La Municipalidad de Córdoba decidió responder al histórico reclamo contra los cuidacoches ilegales de una manera insólita: convirtiéndolos en agentes oficiales del Estado. Mañana se votará una ordenanza que transforma la vieja "colaboración" voluntaria en un arancel obligatorio de $1.320 por cada hora de estacionamiento. Lejos de prohibir la actividad, el oficialismo municipal ha decidido legitimar un esquema que castiga directamente a los trabajadores que deben dejar su auto en la vía pública.
Para evitar palabras incómodas, la nueva ingeniería jurídica municipal utilizará eufemismos y ahora llamará a los naranjitas bajo el nombre de "constatadores". Estos nuevos agentes externos de control ya no cuidarán los vehículos, sino que su única función será fiscalizar que el vecino pague mediante la aplicación oficial. Es el reconocimiento tácito de un Estado que admite su incapacidad para brindar seguridad y prefiere tercerizar el control del espacio público en manos de cooperativas.
El negocio planteado detrás de esta normativa es tan llamativo como perjudicial para el contribuyente cordobés que circula por la capital provincial. De todo lo recaudado por el estacionamiento, solo el 20% quedará en las arcas del municipio, mientras que el 80% restante irá directo a las cooperativas. Básicamente, los conductores financiarán un plan social encubierto donde el gestor de cobro se queda con cuatro quintas partes de lo que el vecino está obligado a pagar.
El Concejo Deliberante de Córdoba legalizará mañana la actividad de los cuidacoches ilegales
Más cuadras tarifadas y menos libertad ciudadana
La proyección oficialista es tan optimista que estima pasar de 358 naranjitas registrados a un ejército de más de 858 trabajadores bajo el paraguas municipal. Esto significa que muchas más cuadras de la ciudad dejarán de ser gratuitas para estacionar para pasar a tener una tarifa atada al valor de la nafta premium. Los vecinos que pedían menos presencia de cuidacoches y más orden se encontrarán con un sistema que multiplica la cantidad de sectores alcanzados por el cobro.
Un trabajador del Polo Sanitario graficó el drama al señalar que pasará de pagar una propina diaria acordada en $2000 a gastar unos 280.000 pesos por mes. Esta cifra exorbitante demuestra que la Municipalidad no está diseñando un sistema de tránsito, sino una carga económica insostenible para quienes trabajan y estacionan sus autos en la vía pública. La desconexión de los representantes con la realidad del ciudadano de a pie es total, transformando un problema de seguridad en un nuevo impuesto al uso del asfalto.

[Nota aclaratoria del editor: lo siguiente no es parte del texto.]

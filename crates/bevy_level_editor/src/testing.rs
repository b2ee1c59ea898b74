//! Test helpers for editor state and tool tests.
//!
//! Import the whole module via glob in test modules:
//!
//! ```rust,ignore
//! #[cfg(test)]
//! mod tests {
//!     use crate::testing::*;
//! }
//! ```
#![allow(dead_code)]

use bevy_level_core::{FillPattern, Level, TileDefinition, TileLayer, TileLibrary};

pub use crate::tools::{
    ContextAction, DragState, EditorTool, Modifiers, PaintSource, PendingConfirmation,
    PointerButton,
};
pub use crate::{EditorState, ViewState};

// ============================================================================
// Factory Functions
// ============================================================================

/// Library used by tool tests: an impassable `solid`, a passable `ice` and a
/// `moss` fill pattern.
pub fn test_library() -> TileLibrary {
    let mut library = TileLibrary::new();
    library.add_tile(TileDefinition::new("solid", "Solid", "tiles/solid.png").solid());
    library.add_tile(TileDefinition::new("ice", "Ice", "tiles/ice.png"));
    library.add_fill_pattern(FillPattern::new("moss", "Moss", "fills/moss.png"));
    library
}

/// Editor on an empty `width` x `height` level with an 800x600 canvas,
/// 32px cells and zoom 1.
pub fn editor_with_grid(width: u32, height: u32) -> EditorState {
    let view = ViewState {
        grid_size: 32.0,
        zoom: 1.0,
        canvas_width: 800.0,
        canvas_height: 600.0,
        ..ViewState::default()
    };
    let mut state = EditorState::new(Level::new("test", width, height), view, 100);
    state.set_library(test_library());
    state
}

/// Write a filled block of `tile_id` on the primary layer, bypassing tools and history
pub fn place_block(state: &mut EditorState, tile_id: &str, from: (i32, i32), to: (i32, i32)) {
    let passable = state
        .library()
        .tiles
        .get(tile_id)
        .map_or(true, |tile| tile.passable);
    state.edit_level_untracked(|level| {
        for y in from.1.min(to.1)..=from.1.max(to.1) {
            for x in from.0.min(to.0)..=from.0.max(to.0) {
                level.grid.set(tile_id, x, y, passable, Some(TileLayer::Primary));
            }
        }
    });
}

// ============================================================================
// Pointer Helpers
// ============================================================================

/// Canvas pixel at the center of a cell under the current view
pub fn cell_center(state: &EditorState, x: i32, y: i32) -> (f32, f32) {
    state.viewport().cell_rect(x, y).center()
}

/// Left press and release on a cell without moving the pointer first
pub fn click_with(state: &mut EditorState, x: i32, y: i32, modifiers: Modifiers) {
    let (px, py) = cell_center(state, x, y);
    state.pointer_down(PointerButton::Left, px, py, modifiers);
    state.pointer_up(PointerButton::Left, px, py);
}

pub fn click(state: &mut EditorState, x: i32, y: i32) {
    click_with(state, x, y, Modifiers::NONE);
}

/// Left drag from one cell to another
pub fn drag(state: &mut EditorState, from: (i32, i32), to: (i32, i32)) {
    let (x0, y0) = cell_center(state, from.0, from.1);
    let (x1, y1) = cell_center(state, to.0, to.1);
    state.pointer_down(PointerButton::Left, x0, y0, Modifiers::NONE);
    state.pointer_move(x1, y1);
    state.pointer_up(PointerButton::Left, x1, y1);
}

#[cfg(test)]
mod tests {
    use super::*;

    #[test]
    fn test_place_block_bypasses_history() {
        let mut state = editor_with_grid(8, 8);
        place_block(&mut state, "solid", (2, 2), (0, 0));
        assert_eq!(state.level().grid.tile_count(), 9);
        assert!(!state.level().grid.get(1, 1).unwrap().passable);
        assert!(!state.history().can_undo());
    }

    #[test]
    fn test_cell_center_maps_back() {
        let state = editor_with_grid(8, 8);
        let (x, y) = cell_center(&state, 3, 5);
        assert_eq!(state.viewport().canvas_to_cell(x, y), (3, 5));
    }
}
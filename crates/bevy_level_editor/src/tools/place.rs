//! Rectangle tile placement and pattern stamping

use bevy_level_core::{groups_intersecting, CellRange, GroupCell, Level, Pattern, TileLayer};
use std::collections::BTreeMap;

use super::{DragState, PaintSource, PendingConfirmation};
use crate::EditorState;

/// A write the platform tool is about to make
#[derive(Debug, Clone, PartialEq)]
pub enum Placement {
    /// Fill every cell of `range` with one tile
    Rect {
        tile_id: String,
        range: CellRange,
        layer: TileLayer,
        passable: bool,
    },
    /// Stamp `pattern` with its (0, 0) cell at `origin`
    Pattern { pattern: Pattern, origin: (i32, i32) },
}

impl Placement {
    /// Cells written, grouped by the layer they land on
    pub fn footprint(&self) -> BTreeMap<TileLayer, Vec<(i32, i32)>> {
        let mut by_layer: BTreeMap<TileLayer, Vec<(i32, i32)>> = BTreeMap::new();
        match self {
            Placement::Rect { range, layer, .. } => {
                by_layer.entry(*layer).or_default().extend(range.iter());
            }
            Placement::Pattern { pattern, origin } => {
                for cell in &pattern.cells {
                    by_layer
                        .entry(cell.layer)
                        .or_default()
                        .push((origin.0 + cell.rel_x, origin.1 + cell.rel_y));
                }
            }
        }
        by_layer
    }

    /// Union of every existing group the placement would touch, sorted by position
    pub fn overlapping_cells(&self, level: &Level) -> Vec<GroupCell> {
        let mut cells: Vec<GroupCell> = self
            .footprint()
            .into_iter()
            .flat_map(|(layer, footprint)| groups_intersecting(&level.grid, footprint, layer))
            .flat_map(|group| group.cells)
            .collect();
        cells.sort_by_key(|c| (c.x, c.y));
        cells.dedup_by_key(|c| (c.x, c.y));
        cells
    }

    /// Write the placement. Out-of-bounds cells are skipped.
    pub fn apply(&self, level: &mut Level) -> bool {
        let mut changed = false;
        match self {
            Placement::Rect {
                tile_id,
                range,
                layer,
                passable,
            } => {
                for (x, y) in range.iter() {
                    changed |= level.grid.set(tile_id, x, y, *passable, Some(*layer));
                }
            }
            Placement::Pattern { pattern, origin } => {
                for cell in &pattern.cells {
                    changed |= level.grid.set(
                        &cell.tile_id,
                        origin.0 + cell.rel_x,
                        origin.1 + cell.rel_y,
                        cell.passable,
                        Some(cell.layer),
                    );
                }
            }
        }
        changed
    }

    fn description(&self) -> &'static str {
        match self {
            Placement::Rect { .. } => "Place tiles",
            Placement::Pattern { .. } => "Stamp pattern",
        }
    }
}

impl EditorState {
    pub(crate) fn begin_placement(&mut self, cell: (i32, i32)) {
        if !self.level.grid.in_bounds(cell.0, cell.1) {
            return;
        }
        self.drag = DragState::Placing {
            start: cell,
            end: cell,
        };
        self.frame.request();
    }

    /// Track the drag end, clamped to the map
    pub(crate) fn update_placement(&mut self, cell: (i32, i32)) {
        let width = self.level.width() as i32;
        let height = self.level.height() as i32;
        if let DragState::Placing { end, .. } = &mut self.drag {
            let clamped = (cell.0.clamp(0, width - 1), cell.1.clamp(0, height - 1));
            if *end != clamped {
                *end = clamped;
                self.frame.request();
            }
        }
    }

    /// Normalized rectangle of the current placement drag
    pub fn drag_rect(&self) -> Option<CellRange> {
        match self.drag {
            DragState::Placing { start, end } => CellRange::spanning(start, end)
                .clamp_to(self.level.width(), self.level.height()),
            _ => None,
        }
    }

    /// What releasing the current drag would write
    pub fn pending_placement(&self) -> Option<Placement> {
        let range = self.drag_rect()?;
        match &self.paint_source {
            PaintSource::Tile(tile_id) => Some(Placement::Rect {
                tile_id: tile_id.clone(),
                range,
                layer: self.selected_layer,
                passable: self
                    .library
                    .tiles
                    .get(tile_id)
                    .map_or(true, |tile| tile.passable),
            }),
            PaintSource::Pattern(pattern_id) => {
                self.library
                    .patterns
                    .get(pattern_id)
                    .map(|pattern| Placement::Pattern {
                        pattern: pattern.clone(),
                        origin: (range.min_x, range.min_y),
                    })
            }
            _ => None,
        }
    }

    pub(crate) fn finish_placement(&mut self) {
        let placement = self.pending_placement();
        self.drag = DragState::None;
        self.frame.request();
        if let Some(placement) = placement {
            self.place(placement);
        }
    }

    /// Write `placement` now if it touches no existing group, otherwise ask first.
    ///
    /// Returns true if the level was written immediately.
    pub fn place(&mut self, placement: Placement) -> bool {
        let overlapping_cells = placement.overlapping_cells(&self.level);
        if overlapping_cells.is_empty() {
            return self.apply_placement(&placement);
        }
        self.pending = Some(PendingConfirmation::PlaceOverwrite {
            placement,
            overlapping_cells,
        });
        self.frame.request();
        false
    }

    pub(crate) fn apply_placement(&mut self, placement: &Placement) -> bool {
        self.commit(placement.description(), |level| placement.apply(level))
    }
}
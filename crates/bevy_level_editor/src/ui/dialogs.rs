//! Confirmation prompts and the right-click menu

use bevy_egui::egui;

use super::{palette, UiState};
use crate::tools::ContextAction;
use crate::EditorState;

/// Prompt for the pending group delete or overwriting placement
pub fn render_confirmation(ctx: &egui::Context, editor_state: &mut EditorState) {
    let Some(message) = editor_state.pending().map(|p| p.message()) else {
        return;
    };

    let mut do_confirm = false;
    let mut do_cancel = false;

    egui::Window::new("Confirm")
        .collapsible(false)
        .resizable(false)
        .anchor(egui::Align2::CENTER_CENTER, [0.0, 0.0])
        .show(ctx, |ui| {
            ui.label(message);
            ui.separator();
            ui.horizontal(|ui| {
                if ui.button("Continue").on_hover_text("Enter").clicked() {
                    do_confirm = true;
                }
                if ui.button("Cancel").on_hover_text("Escape").clicked() {
                    do_cancel = true;
                }
            });
        });

    if do_confirm {
        editor_state.confirm();
    } else if do_cancel {
        editor_state.cancel();
    }
}

/// Shown after a save ran out of storage space
pub fn render_free_space_prompt(ctx: &egui::Context, editor_state: &mut EditorState) {
    if !editor_state.show_free_space_prompt {
        return;
    }

    let mut do_close = false;
    let mut do_retry = false;

    egui::Window::new("Storage Full")
        .collapsible(false)
        .resizable(false)
        .anchor(egui::Align2::CENTER_CENTER, [0.0, 0.0])
        .show(ctx, |ui| {
            ui.label("The level could not be saved because storage is full.");
            ui.label("Free some space, then retry.");
            ui.separator();
            ui.horizontal(|ui| {
                if ui.button("Retry").clicked() {
                    do_retry = true;
                }
                if ui.button("OK").clicked() {
                    do_close = true;
                }
            });
        });

    if do_retry || do_close {
        editor_state.show_free_space_prompt = false;
    }
    if do_retry {
        editor_state.request_save();
    }
}

/// Context menu at the cell that was right-clicked
pub fn render_context_menu(ctx: &egui::Context, editor_state: &mut EditorState, ui_state: &mut UiState) {
    let Some(menu) = editor_state.context_menu().copied() else {
        ui_state.rename.clear();
        return;
    };
    let can_paste = editor_state.clipboard().is_some();
    let [tiles, _, _] = palette(editor_state.library());

    let mut action = None;
    let mut do_close = false;

    egui::Window::new("Tile")
        .id(egui::Id::new("context_menu"))
        .title_bar(false)
        .collapsible(false)
        .resizable(false)
        .fixed_pos(egui::pos2(menu.canvas.0, menu.canvas.1))
        .show(ctx, |ui| {
            ui.label(format!("Cell {}, {}", menu.cell.0, menu.cell.1));
            ui.separator();
            for entry in [
                ContextAction::Copy,
                ContextAction::Cut,
                ContextAction::Paste,
                ContextAction::Delete,
                ContextAction::CycleLayer,
                ContextAction::TogglePassable,
                ContextAction::ClearFillPattern,
            ] {
                let enabled = entry != ContextAction::Paste || can_paste;
                if ui.add_enabled(enabled, egui::Button::new(entry.label())).clicked() {
                    action = Some(entry);
                }
            }

            ui.separator();
            ui.horizontal(|ui| {
                ui.text_edit_singleline(&mut ui_state.rename);
                if ui.button("Rename").on_hover_text("Empty clears the name").clicked() {
                    action = Some(ContextAction::Rename(ui_state.rename.clone()));
                }
            });

            egui::CollapsingHeader::new("Replace texture")
                .id_salt("replace_texture")
                .show(ui, |ui| {
                    for tile in &tiles {
                        if ui.button(&tile.name).clicked() {
                            action = Some(ContextAction::ReplaceTexture(tile.id.clone()));
                        }
                    }
                });

            ui.separator();
            if ui.button("Close").clicked() {
                do_close = true;
            }
        });

    if let Some(action) = action {
        editor_state.apply_context_action(action);
        ui_state.rename.clear();
    } else if do_close {
        editor_state.close_context_menu();
        ui_state.rename.clear();
    }
}
//! Redraw coalescing

/// Collapses any number of redraw requests into a single frame
#[derive(Debug, Clone, Default)]
pub struct FrameScheduler {
    requested: bool,
}

impl FrameScheduler {
    pub fn request(&mut self) {
        self.requested = true;
    }

    /// Consume the pending request. True at most once per batch of requests.
    pub fn take(&mut self) -> bool {
        std::mem::take(&mut self.requested)
    }

    /// Drop a pending request without drawing
    pub fn cancel(&mut self) {
        self.requested = false;
    }

    pub fn is_pending(&self) -> bool {
        self.requested
    }
}

#[cfg(test)]
mod tests {
    use super::*;

    #[test]
    fn test_requests_collapse() {
        let mut frame = FrameScheduler::default();
        assert!(!frame.take());
        frame.request();
        frame.request();
        frame.request();
        assert!(frame.is_pending());
        assert!(frame.take());
        assert!(!frame.take());
    }

    #[test]
    fn test_cancel_drops_request() {
        let mut frame = FrameScheduler::default();
        frame.request();
        frame.cancel();
        assert!(!frame.take());
    }
}
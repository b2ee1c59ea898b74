//! Placed objects and their movement paths

use crate::Value;
use serde::{Deserialize, Serialize};
use std::collections::HashMap;
use uuid::Uuid;

/// Back-and-forth movement along a polyline of world-space waypoints
#[derive(Debug, Clone, Serialize, Deserialize, PartialEq)]
pub struct Movement {
    /// Waypoints the object's center travels through
    pub path: Vec<[f32; 2]>,
    /// World units per second
    pub speed: f32,
}

impl Movement {
    pub fn new(path: Vec<[f32; 2]>, speed: f32) -> Self {
        Self { path, speed }
    }

    /// Total polyline length
    pub fn path_length(&self) -> f32 {
        self.path
            .windows(2)
            .map(|pair| {
                let dx = pair[1][0] - pair[0][0];
                let dy = pair[1][1] - pair[0][1];
                (dx * dx + dy * dy).sqrt()
            })
            .sum()
    }

    /// Whether the object would actually move
    pub fn is_animated(&self) -> bool {
        self.path.len() >= 2 && self.speed > 0.0 && self.path_length() > 0.0
    }
}

/// An object placed in a level, e.g. a moving platform
#[derive(Debug, Clone, Serialize, Deserialize, PartialEq)]
pub struct LevelObject {
    pub id: Uuid,
    pub name: String,
    /// Bottom-left corner in world units
    pub position: [f32; 2],
    pub size: [f32; 2],
    #[serde(default, skip_serializing_if = "Option::is_none")]
    pub movement: Option<Movement>,
    #[serde(default, skip_serializing_if = "HashMap::is_empty")]
    pub properties: HashMap<String, Value>,
}

impl LevelObject {
    pub fn new(name: impl Into<String>, position: [f32; 2], size: [f32; 2]) -> Self {
        Self {
            id: Uuid::new_v4(),
            name: name.into(),
            position,
            size,
            movement: None,
            properties: HashMap::new(),
        }
    }

    pub fn with_movement(mut self, movement: Movement) -> Self {
        self.movement = Some(movement);
        self
    }

    pub fn center(&self) -> [f32; 2] {
        [
            self.position[0] + self.size[0] / 2.0,
            self.position[1] + self.size[1] / 2.0,
        ]
    }

    /// Whether a world-space point falls inside the object's box
    pub fn contains_point(&self, x: f32, y: f32) -> bool {
        x >= self.position[0]
            && x < self.position[0] + self.size[0]
            && y >= self.position[1]
            && y < self.position[1] + self.size[1]
    }

    /// Display name, falling back to a short id
    pub fn display_name(&self) -> String {
        if self.name.is_empty() {
            format!("object ({})", &self.id.to_string()[..8])
        } else {
            self.name.clone()
        }
    }

    pub fn get_string(&self, key: &str) -> Option<&str> {
        self.properties.get(key).and_then(|v| v.as_string())
    }

    pub fn set_property(&mut self, key: &str, value: impl Into<Value>) {
        self.properties.insert(key.to_string(), value.into());
    }
}

#[cfg(test)]
mod tests {
    use super::*;

    #[test]
    fn test_path_length() {
        let movement = Movement::new(vec![[0.0, 0.0], [30.0, 40.0], [30.0, 0.0]], 10.0);
        assert!((movement.path_length() - 90.0).abs() < 1e-4);
        assert!(movement.is_animated());
    }

    #[test]
    fn test_degenerate_movement_is_not_animated() {
        assert!(!Movement::new(vec![[5.0, 5.0]], 10.0).is_animated());
        assert!(!Movement::new(vec![[5.0, 5.0], [5.0, 5.0]], 10.0).is_animated());
        assert!(!Movement::new(vec![[0.0, 0.0], [5.0, 0.0]], 0.0).is_animated());
    }

    #[test]
    fn test_contains_point_and_center() {
        let object = LevelObject::new("lift", [32.0, 64.0], [64.0, 16.0]);
        assert_eq!(object.center(), [64.0, 72.0]);
        assert!(object.contains_point(32.0, 64.0));
        assert!(!object.contains_point(96.0, 70.0));
    }

    #[test]
    fn test_display_name_fallback() {
        let object = LevelObject::new("", [0.0, 0.0], [1.0, 1.0]);
        assert!(object.display_name().starts_with("object ("));
    }

    #[test]
    fn test_string_properties() {
        let mut object = LevelObject::new("door", [0.0, 0.0], [32.0, 64.0]);
        object.set_property("target", "level-2");
        object.set_property("locked", true);
        assert_eq!(object.get_string("target"), Some("level-2"));
        assert_eq!(object.get_string("locked"), None);
    }
}
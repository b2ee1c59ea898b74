//! Keyboard shortcut handling

use bevy::prelude::*;

use crate::storage::EditorSession;
use crate::tools::EditorTool;
use crate::ui::UiState;
use crate::EditorState;

/// Editor-wide actions bound to keys (and mirrored by menus)
#[derive(Debug, Clone, Copy, PartialEq, Eq)]
pub enum EditorAction {
    Save,
    Undo,
    Redo,
    Copy,
    Cut,
    Paste,
    DeleteSelected,
    /// Escape: cancel the pending confirmation, else the drag, else the selection
    Cancel,
    /// Enter: accept the pending confirmation
    Confirm,
    Tool(EditorTool),
}

/// Map a key press to an action
pub fn resolve_shortcut(key: KeyCode, ctrl: bool, shift: bool) -> Option<EditorAction> {
    if ctrl {
        return match key {
            KeyCode::KeyS => Some(EditorAction::Save),
            KeyCode::KeyZ if shift => Some(EditorAction::Redo),
            KeyCode::KeyZ => Some(EditorAction::Undo),
            KeyCode::KeyY => Some(EditorAction::Redo),
            KeyCode::KeyC => Some(EditorAction::Copy),
            KeyCode::KeyX => Some(EditorAction::Cut),
            KeyCode::KeyV => Some(EditorAction::Paste),
            _ => None,
        };
    }
    match key {
        KeyCode::Delete | KeyCode::Backspace => Some(EditorAction::DeleteSelected),
        KeyCode::Escape => Some(EditorAction::Cancel),
        KeyCode::Enter | KeyCode::NumpadEnter => Some(EditorAction::Confirm),
        KeyCode::KeyV => Some(EditorAction::Tool(EditorTool::Select)),
        KeyCode::KeyE => Some(EditorAction::Tool(EditorTool::Delete)),
        _ => None,
    }
}

/// Handle keyboard shortcuts
pub fn handle_keyboard_shortcuts(
    keyboard: Res<ButtonInput<KeyCode>>,
    session: Res<EditorSession>,
    mut editor_state: ResMut<EditorState>,
    ui_state: Option<Res<UiState>>,
) {
    if !session.is_active() || UiState::blocks_keyboard(ui_state.as_deref()) {
        return;
    }
    let ctrl = keyboard.any_pressed([
        KeyCode::ControlLeft,
        KeyCode::ControlRight,
        KeyCode::SuperLeft,
        KeyCode::SuperRight,
    ]);
    let shift = keyboard.any_pressed([KeyCode::ShiftLeft, KeyCode::ShiftRight]);

    for key in keyboard.get_just_pressed() {
        if let Some(action) = resolve_shortcut(*key, ctrl, shift) {
            editor_state.dispatch(action);
        }
    }
}

impl EditorState {
    /// Run a keyboard/menu action.
    ///
    /// While a confirmation is pending only `Save`, `Cancel` and `Confirm` do anything.
    pub fn dispatch(&mut self, action: EditorAction) {
        if self.pending.is_some()
            && !matches!(
                action,
                EditorAction::Save | EditorAction::Cancel | EditorAction::Confirm
            )
        {
            return;
        }
        match action {
            EditorAction::Save => self.request_save(),
            EditorAction::Undo => {
                self.undo();
            }
            EditorAction::Redo => {
                self.redo();
            }
            EditorAction::Copy => {
                self.copy_selection();
            }
            EditorAction::Cut => {
                self.cut_selection();
            }
            EditorAction::Paste => {
                self.paste();
            }
            EditorAction::DeleteSelected => self.delete_selected(),
            EditorAction::Cancel => self.cancel_current(),
            EditorAction::Confirm => {
                self.confirm();
            }
            EditorAction::Tool(tool) => self.set_tool(tool),
        }
    }
}
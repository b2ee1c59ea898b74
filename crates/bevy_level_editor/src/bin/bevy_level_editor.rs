//! Standalone level editor binary
//!
//! Run with: bevy_level_editor [LEVEL_ID]
//!
//! Opens the stored level with the given id, or creates and saves a new one.

use bevy::asset::{AssetPlugin, UnapprovedPathMode};
use bevy::image::{ImageFilterMode, ImageSamplerDescriptor};
use bevy::prelude::*;
use bevy::window::WindowResolution;
use bevy_level_editor::preferences::EditorPreferences;
use bevy_level_editor::storage::JsonDirStorage;
use bevy_level_editor::EditorPlugin;
use std::path::PathBuf;
use std::sync::Arc;
use uuid::Uuid;

fn main() -> AppExit {
    let level = match std::env::args().nth(1).map(|arg| Uuid::parse_str(&arg)) {
        None => None,
        Some(Ok(id)) => Some(id),
        Some(Err(e)) => {
            eprintln!("Invalid level id: {e}");
            return AppExit::error();
        }
    };

    let preferences = EditorPreferences::load();
    let storage_dir = preferences
        .storage_dir
        .clone()
        .or_else(EditorPreferences::data_dir)
        .unwrap_or_else(|| PathBuf::from("levels"));

    let mut editor = EditorPlugin::new().with_storage(Arc::new(JsonDirStorage::new(storage_dir)));
    if let Some(id) = level {
        editor = editor.with_level(id);
    }

    App::new()
        .add_plugins(
            DefaultPlugins
                .set(WindowPlugin {
                    primary_window: Some(Window {
                        title: "Bevy Level Editor".to_string(),
                        resolution: WindowResolution::new(1280, 720)
                            .with_scale_factor_override(1.0),
                        ..default()
                    }),
                    ..default()
                })
                .set(ImagePlugin {
                    // Pixel art tiles stay crisp when zoomed
                    default_sampler: ImageSamplerDescriptor {
                        mag_filter: ImageFilterMode::Nearest,
                        min_filter: ImageFilterMode::Nearest,
                        mipmap_filter: ImageFilterMode::Nearest,
                        ..default()
                    },
                })
                .set(AssetPlugin {
                    // Tile textures may live anywhere on disk
                    unapproved_path_mode: UnapprovedPathMode::Allow,
                    ..default()
                }),
        )
        .add_plugins(editor)
        .run()
}
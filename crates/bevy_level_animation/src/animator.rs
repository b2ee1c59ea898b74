//! Per-frame scheduler for moving platforms

use crate::path::{advance_progress, center_at, origin_from_center};
use bevy::prelude::*;
use bevy_level_core::LevelObject;
use std::collections::HashMap;
use uuid::Uuid;

/// Animation progress for every moving platform in the current level.
///
/// Progress lives in `[0, 2)`: `0..1` travels the path forward, `1..2` backward.
#[derive(Resource, Debug, Default)]
pub struct PlatformAnimator {
    progress: HashMap<Uuid, f32>,
    running: bool,
}

impl PlatformAnimator {
    pub fn new() -> Self {
        Self::default()
    }

    /// Advance every qualifying platform by `dt` seconds.
    ///
    /// Entries are created on first sight and dropped once their object is gone
    /// or stops moving. Returns whether the animator is still running.
    pub fn tick<'a>(&mut self, objects: impl IntoIterator<Item = &'a LevelObject>, dt: f32) -> bool {
        let mut seen = Vec::new();
        for object in objects {
            let Some(movement) = object.movement.as_ref().filter(|m| m.is_animated()) else {
                continue;
            };
            let progress = self.progress.entry(object.id).or_insert(0.0);
            if let Some(next) = advance_progress(*progress, movement.speed, dt, movement.path_length()) {
                *progress = next;
            }
            seen.push(object.id);
        }
        self.progress.retain(|id, _| seen.contains(id));
        self.running = !self.progress.is_empty();
        self.running
    }

    pub fn is_running(&self) -> bool {
        self.running
    }

    pub fn progress(&self, id: Uuid) -> Option<f32> {
        self.progress.get(&id).copied()
    }

    /// Restart one platform from the beginning of its path
    pub fn reset(&mut self, id: Uuid) {
        if let Some(progress) = self.progress.get_mut(&id) {
            *progress = 0.0;
        }
    }

    /// Tear down: forget all progress and stop requesting frames
    pub fn stop(&mut self) {
        self.progress.clear();
        self.running = false;
    }

    /// Bottom-left corner to draw `object` at this frame
    pub fn position_of(&self, object: &LevelObject) -> [f32; 2] {
        let center = object
            .movement
            .as_ref()
            .filter(|m| m.is_animated())
            .and_then(|m| center_at(m, self.progress(object.id).unwrap_or(0.0)));
        match center {
            Some(center) => origin_from_center(center, object.size),
            None => object.position,
        }
    }
}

Al final del día, a los cordobeses que querían soluciones reales el tiro les terminó saliendo por la culata por decisión de sus propios gobernantes. Algún opositor ya ironiza con que el Concejo Deliberante, en lugar de escuchar a la gente, va a "disciplinar" al vecino con el bolsillo el próximo jueves. La oportunidad histórica de terminar con esta cultura del apriete y la extorsión se perdió en favor de un esquema que oficializa el conflicto y lo hace obligatorio para todos por igual.